Thanks for sharing your excitement with us.

enJOY!
Melanie


----------



## Bonnie's Mommie (Mar 2, 2006)

How neat!







Pattya sure is beautiful. That must have been exciting.


----------



## Furbaby's Mommie (Jul 10, 2004)

> Her site is so complicated I couldn't sit still waiting for it to fully load, but the dog on the first page sitting in the chair sure is a LOOKER!!! What beauty to behold.
> 
> Thanks for sharing your excitement with us.
> 
> ...


The one in the chair that you see first on their page isn't Pattaya. You have to scroll down to see her. She is lovely and sweet too! They are showing again today, so I think I'll go back. It's only about 20 minutes from my house.


----------



## Cosy (Feb 9, 2006)

I was just viewing the 2006 Westminster video of maltese again yesterday. She is indeed a very pretty maltese. 

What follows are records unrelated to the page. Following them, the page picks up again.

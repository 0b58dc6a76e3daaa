use crate::linq::{
    ast::{AstExpression, AstOperator},
    translators::Result,
    BinaryOperator,
    DocumentSerializer,
    Expression,
    Method,
    SequenceMethod,
    Serializer,
    UnsupportedExpressionError,
    ValueKind,
};

/// An expression translated into an aggregation expression, with the serializer of its value.
#[derive(Clone, Debug, PartialEq)]
pub struct ExpressionTranslation {
    pub ast: AstExpression,
    pub serializer: Serializer,
}

impl ExpressionTranslation {
    fn new(ast: AstExpression, serializer: Serializer) -> Self {
        Self { ast, serializer }
    }
}

#[derive(Clone, Debug)]
struct Symbol {
    name: String,
    ast: AstExpression,
    serializer: Serializer,
}

/// The lambda parameters in scope and what each stands for.
#[derive(Clone, Debug, Default)]
pub(crate) struct TranslationContext {
    symbols: Vec<Symbol>,
}

impl TranslationContext {
    /// A context in which `parameter` is the current document of a pipeline whose documents are
    /// described by `serializer`.
    pub(crate) fn for_documents(parameter: &str, serializer: &Serializer) -> Self {
        Self::default().with_document(parameter, serializer)
    }

    pub(crate) fn with_document(&self, parameter: &str, serializer: &Serializer) -> Self {
        let (ast, serializer) = match serializer {
            Serializer::Wrapped(inner) => (AstExpression::field("_v"), (**inner).clone()),
            other => (AstExpression::root(), other.clone()),
        };
        self.with_symbol(parameter, ast, serializer)
    }

    pub(crate) fn with_symbol(
        &self,
        name: &str,
        ast: AstExpression,
        serializer: Serializer,
    ) -> Self {
        let mut context = self.clone();
        context.symbols.push(Symbol {
            name: name.to_string(),
            ast,
            serializer,
        });
        context
    }

    fn lookup(&self, name: &str) -> Option<&Symbol> {
        self.symbols.iter().rev().find(|symbol| symbol.name == name)
    }
}

/// Translates `expression` into an aggregation expression evaluated against the documents the
/// context describes.
pub(crate) fn translate(
    context: &TranslationContext,
    expression: &Expression,
) -> Result<ExpressionTranslation> {
    match expression {
        Expression::Constant(value) => Ok(ExpressionTranslation::new(
            AstExpression::Constant(value.clone()),
            Serializer::for_value(value),
        )),
        Expression::Parameter(name) => context
            .lookup(name)
            .map(|symbol| ExpressionTranslation::new(symbol.ast.clone(), symbol.serializer.clone()))
            .ok_or_else(|| {
                UnsupportedExpressionError::new(expression, format!("{name} is not in scope"))
            }),
        Expression::Member {
            expression: target,
            name,
        } => {
            let target = translate(context, target)?;
            translate_member(expression, target, name)
        }
        Expression::Binary {
            operator,
            left,
            right,
        } => {
            let left = translate(context, left)?;
            let right = translate(context, right)?;
            let boolean = Serializer::value(ValueKind::Boolean);
            let (ast_operator, serializer) = match operator {
                BinaryOperator::Equal => (AstOperator::Eq, boolean),
                BinaryOperator::NotEqual => (AstOperator::Ne, boolean),
                BinaryOperator::GreaterThan => (AstOperator::Gt, boolean),
                BinaryOperator::GreaterThanOrEqual => (AstOperator::Gte, boolean),
                BinaryOperator::LessThan => (AstOperator::Lt, boolean),
                BinaryOperator::LessThanOrEqual => (AstOperator::Lte, boolean),
                BinaryOperator::AndAlso => (AstOperator::And, boolean),
                BinaryOperator::OrElse => (AstOperator::Or, boolean),
                BinaryOperator::Divide => (AstOperator::Divide, Serializer::value(ValueKind::Double)),
                BinaryOperator::Add
                | BinaryOperator::Subtract
                | BinaryOperator::Multiply
                | BinaryOperator::Modulo => {
                    let ast_operator = match operator {
                        BinaryOperator::Add => AstOperator::Add,
                        BinaryOperator::Subtract => AstOperator::Subtract,
                        BinaryOperator::Multiply => AstOperator::Multiply,
                        _ => AstOperator::Mod,
                    };
                    (
                        ast_operator,
                        Serializer::numeric_result(&left.serializer, &right.serializer),
                    )
                }
            };
            Ok(ExpressionTranslation::new(
                AstExpression::operator(ast_operator, vec![left.ast, right.ast]),
                serializer,
            ))
        }
        Expression::Not(operand) => {
            let operand = translate(context, operand)?;
            Ok(ExpressionTranslation::new(
                AstExpression::operator(AstOperator::Not, vec![operand.ast]),
                Serializer::value(ValueKind::Boolean),
            ))
        }
        Expression::Call {
            method: Method::Sequence(method),
            arguments,
        } => translate_sequence_call(context, expression, *method, arguments),
        Expression::New { members } => {
            let mut fields = Vec::with_capacity(members.len());
            let mut document = DocumentSerializer::new("AnonymousType");
            for (name, value) in members {
                let value = translate(context, value)?;
                fields.push((name.clone(), value.ast));
                document = document.member(name.clone(), value.serializer);
            }
            Ok(ExpressionTranslation::new(
                AstExpression::ComputedDocument(fields),
                document.into(),
            ))
        }
        _ => Err(UnsupportedExpressionError::new(
            expression,
            "it has no aggregation expression equivalent",
        )),
    }
}

fn translate_member(
    expression: &Expression,
    target: ExpressionTranslation,
    name: &str,
) -> Result<ExpressionTranslation> {
    let unsupported = |reason: String| UnsupportedExpressionError::new(expression, reason);
    let (element_name, serializer) = match &target.serializer {
        Serializer::Document(document) => {
            let member = document.lookup_member(name).ok_or_else(|| {
                unsupported(format!("{} has no member {name}", document.type_name()))
            })?;
            (member.element_name.clone(), member.serializer.clone())
        }
        Serializer::Grouping { key, .. } if name == "Key" => ("_id".to_string(), (**key).clone()),
        Serializer::Array(_) if name == "Length" || name == "Count" => {
            return Ok(ExpressionTranslation::new(
                AstExpression::operator(AstOperator::Size, vec![target.ast]),
                Serializer::value(ValueKind::Int32),
            ));
        }
        Serializer::Value(ValueKind::Any) => (name.to_string(), Serializer::any()),
        other => {
            return Err(unsupported(format!(
                "{} has no member {name}",
                other.type_name()
            )))
        }
    };
    let ast = target
        .ast
        .sub_field(&element_name)
        .ok_or_else(|| unsupported(format!("{name} is a member of a computed value")))?;
    Ok(ExpressionTranslation::new(ast, serializer))
}

/// The items of a sequence: the grouped documents of a grouping or the elements of an array.
pub(crate) fn sequence_items(source: &ExpressionTranslation) -> Option<ExpressionTranslation> {
    match &source.serializer {
        Serializer::Grouping { element, .. } => Some(ExpressionTranslation::new(
            source.ast.sub_field("_elements")?,
            (**element).clone(),
        )),
        Serializer::Array(item) => Some(ExpressionTranslation::new(
            source.ast.clone(),
            (**item).clone(),
        )),
        Serializer::Value(ValueKind::Any) => Some(source.clone()),
        _ => None,
    }
}

fn translate_sequence_call(
    context: &TranslationContext,
    expression: &Expression,
    method: SequenceMethod,
    arguments: &[Expression],
) -> Result<ExpressionTranslation> {
    let unsupported = |reason: String| UnsupportedExpressionError::new(expression, reason);
    let (source, rest) = arguments
        .split_first()
        .ok_or_else(|| unsupported(format!("{method} has no source")))?;
    let source = translate(context, source)?;
    let items = sequence_items(&source)
        .ok_or_else(|| unsupported(format!("{} is not a sequence", source.serializer.type_name())))?;

    let (ast_operator, serializer) = match (method, rest) {
        (SequenceMethod::Count, []) => (AstOperator::Size, Serializer::value(ValueKind::Int32)),
        (SequenceMethod::LongCount, []) => {
            (AstOperator::Size, Serializer::value(ValueKind::Int64))
        }
        (SequenceMethod::First, []) => (AstOperator::First, items.serializer.clone()),
        (SequenceMethod::Last, []) => (AstOperator::Last, items.serializer.clone()),
        (SequenceMethod::Contains, [value]) => {
            let value = translate(context, value)?;
            return Ok(ExpressionTranslation::new(
                AstExpression::operator(AstOperator::In, vec![value.ast, items.ast]),
                Serializer::value(ValueKind::Boolean),
            ));
        }
        (
            SequenceMethod::Sum
            | SequenceMethod::Min
            | SequenceMethod::Max
            | SequenceMethod::Average,
            [] | [_],
        ) => {
            let values = match rest.first() {
                Some(selector) => map_items(context, expression, items, selector)?,
                None => items,
            };
            let ast_operator = match method {
                SequenceMethod::Sum => AstOperator::Sum,
                SequenceMethod::Min => AstOperator::Min,
                SequenceMethod::Max => AstOperator::Max,
                _ => AstOperator::Avg,
            };
            let serializer = match method {
                SequenceMethod::Average => Serializer::value(ValueKind::Double),
                _ => values.serializer,
            };
            return Ok(ExpressionTranslation::new(
                AstExpression::operator(ast_operator, vec![values.ast]),
                serializer,
            ));
        }
        _ => {
            return Err(unsupported(format!(
                "{method} with {} arguments is not supported",
                rest.len()
            )))
        }
    };
    Ok(ExpressionTranslation::new(
        AstExpression::operator(ast_operator, vec![items.ast]),
        serializer,
    ))
}

/// Applies a one parameter `selector` lambda to every item with `$map`.
fn map_items(
    context: &TranslationContext,
    expression: &Expression,
    items: ExpressionTranslation,
    selector: &Expression,
) -> Result<ExpressionTranslation> {
    let (parameter, body) = match selector.as_lambda() {
        Some(([parameter], body)) => (parameter, body),
        _ => {
            return Err(UnsupportedExpressionError::new(
                expression,
                "the selector is not a lambda of one parameter",
            ))
        }
    };
    let item_context = context.with_symbol(
        parameter,
        AstExpression::Variable(parameter.clone()),
        items.serializer,
    );
    let body = translate(&item_context, body)?;
    Ok(ExpressionTranslation::new(
        AstExpression::Map {
            input: Box::new(items.ast),
            variable: parameter.clone(),
            body: Box::new(body.ast),
        },
        body.serializer,
    ))
}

There are several listings that she may be number one in one or more of them. AKC rankings, national breed club rankings, Gazette, etc.


----------



## Tanner's Mom (May 27, 2005)

How totally exciting! I love going to dog shows and talking with the breeders. I was in 7th heaven when I was able to hold a couple of the dogs. I think when I retire I'll just follow the dog show circuit! Does anyone know when the Maltese Assn holds its big show?


----------



## Carole (Nov 1, 2005)

Frosty's Mom...
Pat Keen-Fernandes is a very famous Maltese breeder handler. How wonderful you got to meet her






















and see such a gorgeous Maltese in person.

Tanner's Mom...
It looks like the AMA Maltese Specialty Show is in Phoenix in September. . .

Sheraton Crescent 
Phoenix, Arizona 
September 14-17...2006

http://www.americanmaltese.org/ 
(click on National Specialty on the left column)

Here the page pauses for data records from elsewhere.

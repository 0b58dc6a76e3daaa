use crate::{
    bson::Document,
    linq::{ast::AstStage, Serializer},
};

/// The stages translated so far and the serializer of the documents they output.
///
/// Translators never modify a pipeline in place. Each one consumes the pipeline it extends and
/// returns the extended one.
#[derive(Clone, Debug, PartialEq)]
pub struct TranslatedPipeline {
    stages: Vec<AstStage>,
    output_serializer: Serializer,
}

impl TranslatedPipeline {
    /// An empty pipeline over documents of `input_serializer`.
    pub fn new(input_serializer: Serializer) -> Self {
        Self {
            stages: Vec::new(),
            output_serializer: input_serializer,
        }
    }

    /// The pipeline with `stages` appended, outputting documents of `output_serializer`.
    pub fn add_stages(
        mut self,
        output_serializer: Serializer,
        stages: impl IntoIterator<Item = AstStage>,
    ) -> Self {
        self.stages.extend(stages);
        self.output_serializer = output_serializer;
        self
    }

    /// The pipeline with its last stage swapped for `stage`.
    pub(crate) fn replace_last_stage(mut self, output_serializer: Serializer, stage: AstStage) -> Self {
        self.stages.pop();
        self.add_stages(output_serializer, [stage])
    }

    pub fn stages(&self) -> &[AstStage] {
        &self.stages
    }

    pub fn last_stage(&self) -> Option<&AstStage> {
        self.stages.last()
    }

    pub fn output_serializer(&self) -> &Serializer {
        &self.output_serializer
    }

    /// The pipeline as the documents sent in an `aggregate` command.
    pub fn render(&self) -> Vec<Document> {
        self.stages.iter().map(AstStage::render).collect()
    }
}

I believe there are regional specialties (Maltese ONLY shows) out of the regional clubs around the country each year, also. The four regional clubs are:

California Central Valley
Evergreen
Maltese of Greater Miami
Pacific Rim


----------



## kodie (Aug 24, 2004)

aww... she looks great!


----------



## saltymalty (Sep 14, 2004)

Speciality show in AZ??? My brother lives outside of Phoenix and my mother is in Sedona. I guess Valletta and I are going out for a visit!!!

I love this maltese. I was so taken with her at Westminster this year. She is absolutely gorgeous. What a thrill it must have been to meet her and her handler.


----------



## msmagnolia (Sep 8, 2004)

Lucky you!!!!


----------



## Furbaby's Mommie (Jul 10, 2004)

Pat was very gracious. I was almost afraid to touch Pattaya (Funny Ladies Beach Girl), but when I asked she said go ahead. Such a pure white porcelain doll!! She didn't look real! Of course she was Best of Breed also the first day of the show.

On the second day of the show Daryl Martin was there showing Bonnie Palmer's (Angel's Maltese) male, the current #2 Maltese--Ch Angel's Hot Rumor At Khanthav--and he was BoB that day. I don't know his call name.









Puppy Bitches 9-12 mo. was won by a Divine owned/bred puppy "Divine's Drama Queen". I am shocked to find these nationally known winners at this small show--but very excited to see dogs like this.


----------